Collected data:
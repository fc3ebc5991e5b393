//! Capsule shape primitive and nearest-surface-point query
//!
//! A capsule is a sphere of a given radius swept along a medial line
//! segment. The query here is stateless and side-effect-free: no collision
//! body is created or destroyed, the math operates directly on the shape
//! value.

use serde::{Deserialize, Serialize};

use crate::foundation::math::Vec3;

/// Tolerance below which a query point is considered to lie on the medial axis
const AXIS_EPSILON: f32 = 1e-6;

/// Local axis along which a capsule's length extends
#[derive(Debug, Clone, Copy, PartialEq, Eq, Serialize, Deserialize)]
pub enum CapsuleAxis {
    /// Length runs along the `+X` (right) axis
    X,
    /// Length runs along the `+Y` (up) axis
    Y,
    /// Length runs along the `+Z` (forward) axis
    Z,
}

impl CapsuleAxis {
    /// Unit vector of this axis
    pub fn direction(self) -> Vec3 {
        match self {
            Self::X => Vec3::x(),
            Self::Y => Vec3::y(),
            Self::Z => Vec3::z(),
        }
    }

    /// A fixed unit vector orthogonal to this axis (`X -> Y`, `Y -> Z`, `Z -> X`)
    ///
    /// Used as the outward fallback direction when a query point lands
    /// exactly on the medial axis and the true outward direction is
    /// undefined.
    pub fn orthogonal(self) -> Vec3 {
        match self {
            Self::X => Vec3::y(),
            Self::Y => Vec3::z(),
            Self::Z => Vec3::x(),
        }
    }
}

/// A capsule: a sphere of `radius` swept along a segment of
/// `max(height - 2 * radius, 0)` centered at `center` along `axis`
///
/// Detection sensor bodies run their length along the sensor's *forward*
/// axis ([`CapsuleAxis::Z`]) rather than the conventional "up".
#[derive(Debug, Clone, Copy, PartialEq, Serialize, Deserialize)]
pub struct CapsuleShape {
    /// Center of the capsule in world space
    pub center: Vec3,
    /// Total height, caps included
    pub height: f32,
    /// Sweep radius
    pub radius: f32,
    /// Axis the capsule's length runs along
    pub axis: CapsuleAxis,
}

impl CapsuleShape {
    /// Creates a new capsule shape
    pub fn new(center: Vec3, height: f32, radius: f32, axis: CapsuleAxis) -> Self {
        Self {
            center,
            height,
            radius,
            axis,
        }
    }

    /// Half-length of the medial segment
    ///
    /// Collapses to 0 when `height <= 2 * radius`, degenerating the capsule
    /// to a sphere of `radius` centered at `center`.
    pub fn segment_half_length(&self) -> f32 {
        (self.height - 2.0 * self.radius).max(0.0) * 0.5
    }

    /// Nearest point on the medial segment to `point`
    pub fn closest_point_on_axis(&self, point: Vec3) -> Vec3 {
        let half = self.segment_half_length();
        let axis_dir = self.axis.direction();
        // Project onto the segment, clamping to its endpoints
        let t = (point - self.center).dot(&axis_dir).clamp(-half, half);
        self.center + axis_dir * t
    }

    /// Nearest point on the capsule's surface to `point`
    ///
    /// The surface point is the medial-segment projection offset by
    /// `radius` along the outward direction toward `point`. Degenerate
    /// inputs have defined results rather than faults:
    /// - `point` exactly on the medial axis: the outward direction is
    ///   undefined, so the offset falls back to [`CapsuleAxis::orthogonal`]
    ///   (only reachable in degenerate configurations).
    /// - `radius <= 0`: returns the bare segment point, no offset.
    pub fn closest_point_on_surface(&self, point: Vec3) -> Vec3 {
        let axis_point = self.closest_point_on_axis(point);
        if self.radius <= 0.0 {
            return axis_point;
        }

        let offset = point - axis_point;
        let distance_squared = offset.magnitude_squared();
        if distance_squared <= AXIS_EPSILON * AXIS_EPSILON {
            return axis_point + self.axis.orthogonal() * self.radius;
        }

        axis_point + offset * (self.radius / distance_squared.sqrt())
    }
}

**BRIEF**
Give back exactly the lines from the first line of the records through the line holding "lie on the medial axis", including both of those lines and leaving out all others.

**ANSWER AREA**
repository fc3ebc5991e5b393
//! Capsule shape primitive and nearest-surface-point query
//!
//! A capsule is a sphere of a given radius swept along a medial line
//! segment. The query here is stateless and side-effect-free: no collision
//! body is created or destroyed, the math operates directly on the shape
//! value.

use serde::{Deserialize, Serialize};

use crate::foundation::math::Vec3;

/// Tolerance below which a query point is considered to lie on the medial axis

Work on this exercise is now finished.